The Sorensens have had the dogs, Shanna and Bear, sister and brother, since they were 5 weeks old. They are now 16 months old. Suzie believes the problem began when Bear was attacked by a German shepherd at 7 months.
“Shanna immediately came to his defense,” Suzie said. “And she’s pretty much been aggressive, only with other dogs, since.”
While attending dog obedience classes at PetSmart, Suzie heard about Navarro.
“It was something I worried about, but didn’t know what to do,” Suzie said. “Adrienne came to our home and she’s developed a plan for us to work on with Shanna.
“We’re working to get her to relax by sitting, waiting and relaxing, and extend the relax time a little bit each time. Hopefully Shanna will get better about being around other dogs. But she may not. I plan on using every resource I can to change her behavior.”
As part of the training, Shanna is not to be around other dogs, except Bear.
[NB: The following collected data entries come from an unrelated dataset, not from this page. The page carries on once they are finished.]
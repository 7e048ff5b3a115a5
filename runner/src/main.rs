use std::fs;
use std::path::{Path, PathBuf};
use std::time::{Instant, SystemTime, UNIX_EPOCH};

use anyhow::{bail, Context, Result};
use clap::{Parser, Subcommand};
use maze_core::rules::{check_grid, ExitRule};
use maze_core::{Grid, MazeStats, Position};
use maze_runner::wire::visited_set;
use maze_runner::{
    generate_accepted, load_maze_text, Controller, ExecutionState, GenerationRequest, LocalSource,
    Settings, StepDelay, StepEvent,
};

#[derive(Parser)]
#[command(name = "maze-runner", version, about = "Validate, solve, and generate grid mazes")]
struct Cli {
    #[command(subcommand)]
    command: Command,
}

#[derive(Subcommand)]
enum Command {
    /// Check a maze file against the acceptance rules
    Validate {
        file: PathBuf,
        /// Require exactly this many exits (default: at least one)
        #[arg(long)]
        exits: Option<usize>,
    },
    /// Animate the backtracking search on a maze file
    Solve {
        file: PathBuf,
        /// Speed multiplier; the step delay is the base delay divided by this
        #[arg(long, default_value_t = 1.0)]
        speed: f64,
        /// Only print the result, not every frame
        #[arg(long)]
        quiet: bool,
    },
    /// Carve a maze offline and check it like any generated candidate
    Generate {
        #[arg(long)]
        rows: usize,
        #[arg(long)]
        cols: usize,
        #[arg(long, default_value_t = 1)]
        exits: usize,
        /// Defaults to the current time
        #[arg(long)]
        seed: Option<u32>,
        /// Write `{ "maze": [...] }` here
        output: Option<PathBuf>,
    },
}

#[tokio::main]
async fn main() -> Result<()> {
    tracing_subscriber::fmt()
        .with_env_filter(
            tracing_subscriber::filter::EnvFilter::from_default_env()
                .add_directive(tracing::Level::INFO.into()),
        )
        .init();

    let cli = Cli::parse();
    let settings = Settings::from_env().context("reading configuration")?;

    match cli.command {
        Command::Validate { file, exits } => validate_command(&file, exits),
        Command::Solve { file, speed, quiet } => solve_command(&file, speed, quiet, &settings).await,
        Command::Generate {
            rows,
            cols,
            exits,
            seed,
            output,
        } => generate_command(rows, cols, exits, seed, output.as_deref(), &settings).await,
    }
}

fn read_maze(path: &Path) -> Result<Grid> {
    let text = fs::read_to_string(path)
        .with_context(|| format!("failed to read maze file {}", path.display()))?;
    load_maze_text(&text).with_context(|| format!("failed to parse maze file {}", path.display()))
}

fn validate_command(file: &Path, exits: Option<usize>) -> Result<()> {
    let grid = read_maze(file)?;
    let rule = exits.map_or(ExitRule::AtLeastOne, ExitRule::Exactly);

    println!("🔍 Validating {} ({}x{})", file.display(), grid.rows(), grid.cols());
    println!("{}", grid);
    println!();

    match check_grid(&grid, rule) {
        Ok(()) => {
            let stats = MazeStats::of(&grid);
            println!("✅ Maze accepted");
            println!("   Exits: {}", grid.exits().len());
            println!("   Dead ends: {}", stats.dead_ends);
            println!("   Junctions: {}", stats.junctions);
            println!("   Wall ratio: {:.2}", stats.wall_ratio);
            Ok(())
        }
        Err(rejection) => {
            println!("❌ Maze rejected ({})", rejection.code());
            bail!(rejection)
        }
    }
}

async fn solve_command(file: &Path, speed: f64, quiet: bool, settings: &Settings) -> Result<()> {
    let grid = read_maze(file)?;
    let frame_grid = grid.clone();
    let mut frames = 0usize;

    let observer = move |event: &StepEvent| {
        frames += 1;
        if quiet || event.is_terminal() {
            return;
        }
        let path: Vec<Position> = event.path().iter().copied().map(Position::from).collect();
        let visited = visited_set(&frame_grid, event.visited());
        println!("Frame {}:", frames);
        println!("{}", frame_grid.render_with(&path, &visited));
        println!();
    };

    let controller = Controller::with_delay(observer, StepDelay::new(settings.base_delay));
    controller.load(grid.clone()).context("maze cannot be loaded")?;
    controller.set_speed(speed)?;

    println!("🚀 Solving {} at {}ms per step", file.display(), controller.snapshot().delay_ms);
    let started = Instant::now();
    controller.start()?;
    let state = controller.settled().await;
    let snapshot = controller.snapshot();

    match state {
        ExecutionState::Completed => {
            let path: Vec<Position> = snapshot.solution.iter().copied().map(Position::from).collect();
            let visited = visited_set(&grid, &snapshot.visited);
            println!("{}", grid.render_with(&path, &visited));
            println!();
            println!("✅ Exit reached in {:?}", started.elapsed());
            println!("   Path length: {}", snapshot.solution.len());
            println!("   Cells explored: {}", snapshot.visited.len());
            Ok(())
        }
        ExecutionState::NoSolution => {
            println!("❌ No path to any exit ({} cells explored)", snapshot.visited.len());
            Ok(())
        }
        other => bail!(
            "run ended in state {}: {}",
            other,
            snapshot.error.unwrap_or_else(|| "no details".to_string())
        ),
    }
}

async fn generate_command(
    rows: usize,
    cols: usize,
    exits: usize,
    seed: Option<u32>,
    output: Option<&Path>,
    settings: &Settings,
) -> Result<()> {
    let request = GenerationRequest::new(rows, cols, exits)?;
    let seed = match seed {
        Some(seed) => seed,
        None => {
            let now = SystemTime::now().duration_since(UNIX_EPOCH)?;
            now.as_secs() as u32
        }
    };

    println!("🏗️  Generating {}x{} maze with {} exit(s) (seed {})", rows, cols, exits, seed);
    let mut source = LocalSource::new(seed);
    let generated = generate_accepted(&mut source, &request, settings.generation_attempts).await?;

    println!("{}", generated.grid);
    println!();
    println!("✅ Accepted after {} attempt(s)", generated.attempts);

    if let Some(path) = output {
        let body = serde_json::json!({ "maze": generated.grid.to_rows() });
        fs::write(path, serde_json::to_string_pretty(&body)?)
            .with_context(|| format!("failed to write {}", path.display()))?;
        println!("💾 Saved to {}", path.display());
    }

    Ok(())
}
“When we train, we always leave them on a positive note,” Suzie said.
Carson City Animal Control Supervisor Pat Wiggins said sometimes aggressive dogs and cats are left at the city-run shelter when their owners have reached the ends of their ropes.
Animal control recommends obedience training to new owners when dogs are adopted out to help keep this from happening.
“It’s the best thing you can do with your pet,” Wiggins said. “Then the pet knows what you want from him.
“We have multiple (obedience training) business cards in the office. They’re a business, but also helpful to the pet and owner.”
Training helps keep down the number of pets animal control must euthanize.
In 2005, animal services euthanized only one adoptable dog, and no adoptable cats.
However, 47 feral/aggressive dogs were euthanized as well as 196 feral/aggressive cats.
“There are lots of reasons owners bring an animal to us,” Wiggins said. “Sometimes I feel it is because they won’t take the time to work with the animal.”
Success with training is dependent on the commitment of the pet owners. Navarro goes to the client’s home to talk with the pet owner and meets the animal. She gets a history of the animal and assesses the situation. She then develops a treatment plan to help fix the problem. Taking the time to follow the plan is the key.
“I always hope the problem can be resolved,” Navarro said. “But sometimes it cannot.”